There are many ways we inform the community of the opportunity to get involved in an engagement including:
- via the Melville Talks page,
- on social media via the City's Facebook and Instagram pages,
- direct email invitations sent to a random sample to City of Melville residents, ratepayers, library and LeisureFit members,
- posters on public noticeboards,
- advertorials in Melville Gazette,
- Information in the Melville Talks eNews and other City of Melville eNews channels,
- Signage if an engagement is about a specific location, and
- Information in media releases.
If you want to consult with the community and have certainty about the results, you must have two things:
- A sample frame or list from which you draw the sample
- A sample size which is representative of the population you want to survey
Until recent times, market researchers could use the phone book as their sample frame, randomly selecting potential participants from the listings and would for example call every 10th person in the phone book until they reached the correct sample size for the required demographics.
Our sample frame
At the City of Melville, our sample frame is our customer service database which contains over 25,000 email addresses collected from people using one of our 200 produces and services. It includes ratepayers, registered dog/cat owners, Library and LeisureFit members, people who have a pool inspected or report graffiti to name a few.
When conducting an engagement we ensure demographic data is collected from participants. We can then determine the extent to which a sample is demographically representative by comparing who responded against the Australian Bureau of Statistics profile for the same area.

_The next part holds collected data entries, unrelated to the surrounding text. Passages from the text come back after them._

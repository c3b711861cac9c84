//! Thin CLI front-end over the pipeline, repository, and chat tool.
//! This process is the boundary caller, not part of the annotation
//! core itself.

use clap::Subcommand;

#[derive(Subcommand, Debug, Clone)]
pub enum Command {
    /// Register a batch of image paths under a dataset for later analysis.
    LoadDataset {
        #[arg(long)]
        set_name: i64,
        /// Image file paths to register.
        paths: Vec<String>,
    },
    /// Run the annotation pipeline over a dataset's unprocessed images.
    AnalyzeDataset {
        #[arg(long)]
        set_name: i64,
        #[arg(long)]
        prompt: Option<String>,
        #[arg(long)]
        force: bool,
        #[arg(long)]
        enable_enhancement: bool,
    },
    /// List annotations for a dataset.
    GetAnnotations {
        #[arg(long)]
        set_name: i64,
    },
    /// Export a dataset's annotations as JSON.
    Export {
        #[arg(long)]
        set_name: i64,
    },
    /// Manually edit an annotation's label and/or description.
    UpdateAnnotation {
        #[arg(long)]
        set_name: i64,
        #[arg(long)]
        path: String,
        #[arg(long)]
        label: Option<String>,
        #[arg(long)]
        desc: Option<String>,
    },
    /// Delete an annotation (keeps the staging request row).
    DeleteAnnotation {
        #[arg(long)]
        set_name: i64,
        #[arg(long)]
        path: String,
    },
    /// Toggle the flagged state of a request row.
    Flag {
        #[arg(long)]
        set_name: i64,
        #[arg(long)]
        path: String,
        #[arg(long)]
        flagged: bool,
    },
    /// Ask the chat tool a question about a dataset.
    Chat {
        #[arg(long)]
        set_name: i64,
        message: String,
        #[arg(long)]
        request_id: Option<i64>,
    },
    /// Report readiness of the vision tool, structured-output LLM, and store.
    Health,
}
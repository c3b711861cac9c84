//! Optional enhancement pass: asks an LLM for urgency/significance
//! context on top of an already-validated `Annotation`.

use async_trait::async_trait;
use serde::Deserialize;

use crate::config::LlmConfig;
use crate::core::llm_client::{ChatCall, LlmClient};
use crate::core::schemas::{Annotation, ClinicalSignificance, UrgencyLevel};

const SYSTEM_PROMPT: &str = "You are a senior radiologist reviewing a draft annotation. Given the \
findings below, respond with a JSON object: {\"report\": string (a short narrative report), \
\"urgency_level\": one of \"critical\"|\"urgent\"|\"routine\", \"clinical_significance\": one of \
\"high\"|\"medium\"|\"low\"}.";

#[derive(Debug, Deserialize)]
struct EnhancementResponse {
    report: String,
    urgency_level: String,
    clinical_significance: String,
}

/// `enhance(annotation, image?) -> annotation`. Failures never propagate;
/// callers get the unmodified annotation back.
#[async_trait]
pub trait Enhancer: Send + Sync {
    async fn enhance(&self, annotation: Annotation) -> Annotation;
}

pub struct LlmEnhancer {
    client: LlmClient,
    model: String,
}

impl LlmEnhancer {
    pub fn new(config: LlmConfig, llm_concurrency: usize) -> Self {
        let model = config.summary_model.clone();
        Self { client: LlmClient::new(config, llm_concurrency), model }
    }

    fn describe(annotation: &Annotation) -> String {
        let findings: Vec<String> = annotation
            .findings
            .iter()
            .map(|f| format!("{} at {} ({})", f.label, f.location, f.severity))
            .collect();
        format!(
            "Findings: {}\nConfidence: {:.2}\nNotes: {}",
            if findings.is_empty() { "none".to_string() } else { findings.join("; ") },
            annotation.confidence_score,
            annotation.additional_notes.as_deref().unwrap_or("none")
        )
    }
}

#[async_trait]
impl Enhancer for LlmEnhancer {
    async fn enhance(&self, mut annotation: Annotation) -> Annotation {
        if !self.client.is_available() {
            tracing::debug!("enhancer skipped: no LLM api key configured");
            return annotation;
        }

        let call = ChatCall {
            model: &self.model,
            system_prompt: SYSTEM_PROMPT,
            user_content: Self::describe(&annotation),
            json_mode: true,
            temperature: 0.2,
            max_tokens: None,
        };

        match self.client.chat::<EnhancementResponse>(call).await {
            Ok(response) => {
                let urgency_level = UrgencyLevel::parse(&response.urgency_level);
                let clinical_significance = ClinicalSignificance::parse(&response.clinical_significance);
                match (urgency_level, clinical_significance) {
                    (Some(urgency), Some(significance)) => {
                        annotation.gemini_enhanced = true;
                        annotation.gemini_report = Some(response.report);
                        annotation.urgency_level = Some(urgency);
                        annotation.clinical_significance = Some(significance);
                    },
                    _ => {
                        tracing::warn!(
                            urgency_level = %response.urgency_level,
                            clinical_significance = %response.clinical_significance,
                            "enhancer returned unrecognized enum value, leaving annotation unmodified"
                        );
                    },
                }
            },
            Err(e) => {
                tracing::warn!(error = %e, "enhancer call failed, leaving annotation unmodified");
            },
        }

        annotation
    }
}

/// A no-op enhancer used in tests and when enhancement is disabled.
pub struct NoopEnhancer;

#[async_trait]
impl Enhancer for NoopEnhancer {
    async fn enhance(&self, annotation: Annotation) -> Annotation {
        annotation
    }
}

#[cfg(test)]
mod tests {
    use super::*;

    fn sample_annotation() -> Annotation {
        Annotation {
            patient_id: None,
            findings: vec![],
            confidence_score: 0.5,
            generated_by: "test".to_string(),
            additional_notes: None,
            gemini_enhanced: false,
            gemini_report: None,
            urgency_level: None,
            clinical_significance: None,
        }
    }

    #[tokio::test]
    async fn noop_enhancer_passes_through() {
        let annotation = sample_annotation();
        let result = NoopEnhancer.enhance(annotation.clone()).await;
        assert!(!result.gemini_enhanced);
    }

    #[tokio::test]
    async fn unavailable_llm_leaves_annotation_unmodified() {
        let enhancer = LlmEnhancer::new(LlmConfig { api_key: None, ..Default::default() }, 4);
        let result = enhancer.enhance(sample_annotation()).await;
        assert!(!result.gemini_enhanced);
        assert!(result.gemini_report.is_none());
    }
}
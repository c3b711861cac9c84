//! Radiotag core library.
//!
//! Components are constructed once at process start and bundled into a
//! `Context`; nothing here is a module-level singleton.

pub mod cli;
pub mod config;
pub mod core;
pub mod utils;

use std::sync::Arc;

use sqlx::sqlite::{SqliteConnectOptions, SqlitePoolOptions};
use std::str::FromStr;

use config::{Config, VisionMode};
use core::chat::ChatTool;
use core::enhancer::{Enhancer, LlmEnhancer, NoopEnhancer};
use core::pipeline::Pipeline;
use core::repository::Repository;
use core::summary::SummaryGenerator;
use core::validator::Validator;
use core::vision::{LocalVisionTool, MockVisionTool, RemoteVisionTool, VisionTool};

pub struct Context {
    pub repository: Arc<Repository>,
    pub pipeline: Arc<Pipeline>,
    pub chat_tool: Arc<ChatTool>,
    pub vision: Arc<dyn VisionTool>,
    pub llm_available: bool,
}

impl Context {
    pub async fn build(config: &Config) -> anyhow::Result<Self> {
        let connect_options =
            SqliteConnectOptions::from_str(&config.database.path)?.foreign_keys(true);
        let pool = SqlitePoolOptions::new().max_connections(8).connect_with(connect_options).await?;
        sqlx::migrate!("./migrations").run(&pool).await?;

        let repository = Arc::new(Repository::new(pool));

        let vision: Arc<dyn VisionTool> = match config.vision.mode {
            VisionMode::Local => Arc::new(LocalVisionTool::new(config.vision.clone())),
            VisionMode::Remote => Arc::new(RemoteVisionTool::new(config.vision.clone())),
            VisionMode::Mock => Arc::new(MockVisionTool::default()),
        };

        let llm_concurrency = config.concurrency.llm_concurrency;
        let validator = Arc::new(Validator::new(config.llm.clone(), llm_concurrency));
        let enhancer: Arc<dyn Enhancer> = if config.llm.api_key.is_some() {
            Arc::new(LlmEnhancer::new(config.llm.clone(), llm_concurrency))
        } else {
            Arc::new(NoopEnhancer)
        };
        let summary_generator = Arc::new(SummaryGenerator::new(config.llm.clone(), llm_concurrency));

        let pipeline = Arc::new(Pipeline::new(
            vision.clone(),
            validator,
            enhancer,
            summary_generator,
            config.concurrency.vision_worker_pool_size,
            config.validation.max_attempts,
        ));

        let chat_tool = Arc::new(ChatTool::new(
            config.llm.clone(),
            repository.clone(),
            pipeline.clone(),
            llm_concurrency,
        ));

        let llm_available = config.llm.api_key.is_some();

        Ok(Self { repository, pipeline, chat_tool, vision, llm_available })
    }
}
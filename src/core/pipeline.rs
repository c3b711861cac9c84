//! Orchestrates VisionTool → Validator → Enhancer → SummaryGenerator →
//! Serializer into one annotation pass.

use std::sync::Arc;
use tokio::sync::Semaphore;

use crate::core::enhancer::Enhancer;
use crate::core::schemas::{Annotation, ValidationStatus};
use crate::core::serializer::Serializer;
use crate::core::summary::SummaryGenerator;
use crate::core::validator::Validator;
use crate::core::vision::{ImageInput, VisionTool, DEFAULT_PROMPT};

/// The staging payload a `Pipeline::annotate` call assembles for
/// `Repository::save_request`. Named distinctly from `RequestRow`
/// because it omits fields the repository assigns (`id`, `created_at`).
#[derive(Debug, Clone)]
pub struct RequestPayload {
    pub set_name: i64,
    pub path_url: String,
    pub vision_raw: String,
    pub structured_json: Option<String>,
    pub validation_attempts: i32,
    pub validation_status: String,
    pub pydantic_output: String,
    pub confidence_score: f64,
    pub enhanced: bool,
    pub report: Option<String>,
    pub urgency_level: Option<String>,
    pub clinical_significance: Option<String>,
    pub processing_error: Option<String>,
}

pub struct AnnotateOutcome {
    pub annotation: Annotation,
    pub request_payload: RequestPayload,
    pub desc_text: String,
    pub primary_label: String,
}

pub struct Pipeline {
    vision: Arc<dyn VisionTool>,
    validator: Arc<Validator>,
    enhancer: Arc<dyn Enhancer>,
    summary_generator: Arc<SummaryGenerator>,
    /// Bounds concurrent VisionTool inferences to the configured number
    /// of model replicas (default 1).
    vision_permits: Arc<Semaphore>,
    max_validation_attempts: u32,
}

impl Pipeline {
    pub fn new(
        vision: Arc<dyn VisionTool>,
        validator: Arc<Validator>,
        enhancer: Arc<dyn Enhancer>,
        summary_generator: Arc<SummaryGenerator>,
        vision_worker_pool_size: usize,
        max_validation_attempts: u32,
    ) -> Self {
        Self {
            vision,
            validator,
            enhancer,
            summary_generator,
            vision_permits: Arc::new(Semaphore::new(vision_worker_pool_size.max(1))),
            max_validation_attempts,
        }
    }

    #[allow(clippy::too_many_arguments)]
    pub async fn annotate(
        &self,
        image: &ImageInput,
        set_name: i64,
        path_url: &str,
        prompt: Option<&str>,
        patient_id: Option<&str>,
        enable_enhancement: bool,
    ) -> AnnotateOutcome {
        let prompt = prompt.unwrap_or(DEFAULT_PROMPT);

        // Step 1: vision analysis, serialized to the configured replica count.
        let permit = self.vision_permits.acquire().await.expect("semaphore not closed");
        let vision_result = self.vision.analyze(image, prompt).await;
        drop(permit);

        let vision_raw = match vision_result {
            Ok(text) => text,
            Err(e) => {
                tracing::warn!(error = %e, set_name, path_url, "vision analysis failed");
                let annotation = empty_annotation();
                let request_payload = RequestPayload {
                    set_name,
                    path_url: path_url.to_string(),
                    vision_raw: String::new(),
                    structured_json: None,
                    validation_attempts: 1,
                    validation_status: ValidationStatus::Fallback.as_str().to_string(),
                    pydantic_output: serde_json::to_string(&annotation).unwrap_or_default(),
                    confidence_score: 0.0,
                    enhanced: false,
                    report: None,
                    urgency_level: None,
                    clinical_significance: None,
                    processing_error: Some(e.to_string()),
                };
                let clinical_summary = self.summary_generator.summarize(&annotation).await;
                let desc_text = Serializer::to_desc(&clinical_summary);
                let primary_label = Serializer::primary_label(&clinical_summary, &annotation);
                return AnnotateOutcome { annotation, request_payload, desc_text, primary_label };
            },
        };

        // Step 2: validation.
        let (mut annotation, structured_json, meta) = match self
            .validator
            .validate(&vision_raw, patient_id, self.max_validation_attempts)
            .await
        {
            Ok(result) => result,
            Err(e) => {
                tracing::error!(error = %e, set_name, path_url, "validator unavailable");
                let annotation = empty_annotation();
                let request_payload = RequestPayload {
                    set_name,
                    path_url: path_url.to_string(),
                    vision_raw,
                    structured_json: None,
                    validation_attempts: 1,
                    validation_status: ValidationStatus::Fallback.as_str().to_string(),
                    pydantic_output: serde_json::to_string(&annotation).unwrap_or_default(),
                    confidence_score: 0.0,
                    enhanced: false,
                    report: None,
                    urgency_level: None,
                    clinical_significance: None,
                    processing_error: Some(e.to_string()),
                };
                let clinical_summary = self.summary_generator.summarize(&annotation).await;
                let desc_text = Serializer::to_desc(&clinical_summary);
                let primary_label = Serializer::primary_label(&clinical_summary, &annotation);
                return AnnotateOutcome { annotation, request_payload, desc_text, primary_label };
            },
        };

        // Step 3: enhancement, conditional on the caller opting in and
        // validation not having fallen back to the keyword parser.
        if enable_enhancement && meta.status != ValidationStatus::Fallback {
            annotation = self.enhancer.enhance(annotation).await;
        }

        // Step 4: assemble the staging payload.
        let request_payload = RequestPayload {
            set_name,
            path_url: path_url.to_string(),
            vision_raw,
            structured_json,
            validation_attempts: meta.attempts as i32,
            validation_status: meta.status.as_str().to_string(),
            pydantic_output: serde_json::to_string(&annotation).unwrap_or_default(),
            confidence_score: annotation.confidence_score,
            enhanced: annotation.gemini_enhanced,
            report: annotation.gemini_report.clone(),
            urgency_level: annotation.urgency_level.map(|u| u.as_str().to_string()),
            clinical_significance: annotation.clinical_significance.map(|c| c.as_str().to_string()),
            processing_error: None,
        };

        // Step 5: summarize.
        let clinical_summary = self.summary_generator.summarize(&annotation).await;
        let desc_text = Serializer::to_desc(&clinical_summary);

        // Step 6: label.
        let primary_label = Serializer::primary_label(&clinical_summary, &annotation);

        AnnotateOutcome { annotation, request_payload, desc_text, primary_label }
    }
}

fn empty_annotation() -> Annotation {
    Annotation {
        patient_id: None,
        findings: vec![],
        confidence_score: 0.0,
        generated_by: "pipeline".to_string(),
        additional_notes: None,
        gemini_enhanced: false,
        gemini_report: None,
        urgency_level: None,
        clinical_significance: None,
    }
}

#[cfg(test)]
mod tests {
    use super::*;
    use crate::config::LlmConfig;
    use crate::core::enhancer::NoopEnhancer;
    use crate::core::vision::MockVisionTool;

    fn test_pipeline() -> Pipeline {
        Pipeline::new(
            Arc::new(MockVisionTool::new("Findings: small right apical pneumothorax.")),
            Arc::new(Validator::new(LlmConfig { api_key: None, ..Default::default() }, 4)),
            Arc::new(NoopEnhancer),
            Arc::new(SummaryGenerator::new(LlmConfig { api_key: None, ..Default::default() }, 4)),
            1,
            2,
        )
    }

    #[tokio::test]
    async fn annotate_produces_fallback_result_without_llm() {
        let pipeline = test_pipeline();
        let image = ImageInput::new(vec![1, 2, 3], "image/jpeg");
        let outcome = pipeline.annotate(&image, 1, "img-1.png", None, Some("7"), false).await;

        assert_eq!(outcome.request_payload.validation_status, "fallback");
        assert!(outcome.request_payload.processing_error.is_none());
        assert!(!outcome.desc_text.is_empty());
        assert!(outcome.primary_label.chars().count() <= 20);
    }

    #[tokio::test]
    async fn annotate_records_vision_failure_without_aborting() {
        struct FailingVision;
        #[async_trait::async_trait]
        impl VisionTool for FailingVision {
            async fn analyze(
                &self,
                _image: &ImageInput,
                _prompt: &str,
            ) -> Result<String, crate::core::vision::VisionError> {
                Err(crate::core::vision::VisionError::VisionUnavailable("down".to_string()))
            }
        }

        let pipeline = Pipeline::new(
            Arc::new(FailingVision),
            Arc::new(Validator::new(LlmConfig { api_key: None, ..Default::default() }, 4)),
            Arc::new(NoopEnhancer),
            Arc::new(SummaryGenerator::new(LlmConfig { api_key: None, ..Default::default() }, 4)),
            1,
            2,
        );
        let image = ImageInput::new(vec![1], "image/jpeg");
        let outcome = pipeline.annotate(&image, 1, "img-2.png", None, None, false).await;

        assert!(outcome.request_payload.processing_error.is_some());
        assert_eq!(outcome.request_payload.confidence_score, 0.0);
        assert!(outcome.annotation.findings.is_empty());
    }
}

We encourage the community to update their contact details with the City, including email to ensure they are part of the sample frame we use for engagements.
In community engagement processes, all comments, ideas and suggestion are collected and reported alongside other inputs, including legislative, financial and technical requirements to inform Council on decision making processes. Depending on whether the information is quantitative or qualitative in nature, different methods are used to analyse and then report back to the community.
While there are many occasions where community influence can be applied, for the most part the democratically elected Council is responsible for making decisions on behalf of the whole community, for the ‘good of the district'. This is particularly so in the case of long-term planning for the future, where Council need to take into account factors such as population growth and the needs of future generations, demographic trends, new technologies, changing social expectations and the impact of climate change.
Currently we use Zoom when facilitating online workshops, focus groups and webinars. This allows the community to participate as they would in person from their own homes using their own computer, tablet or phone.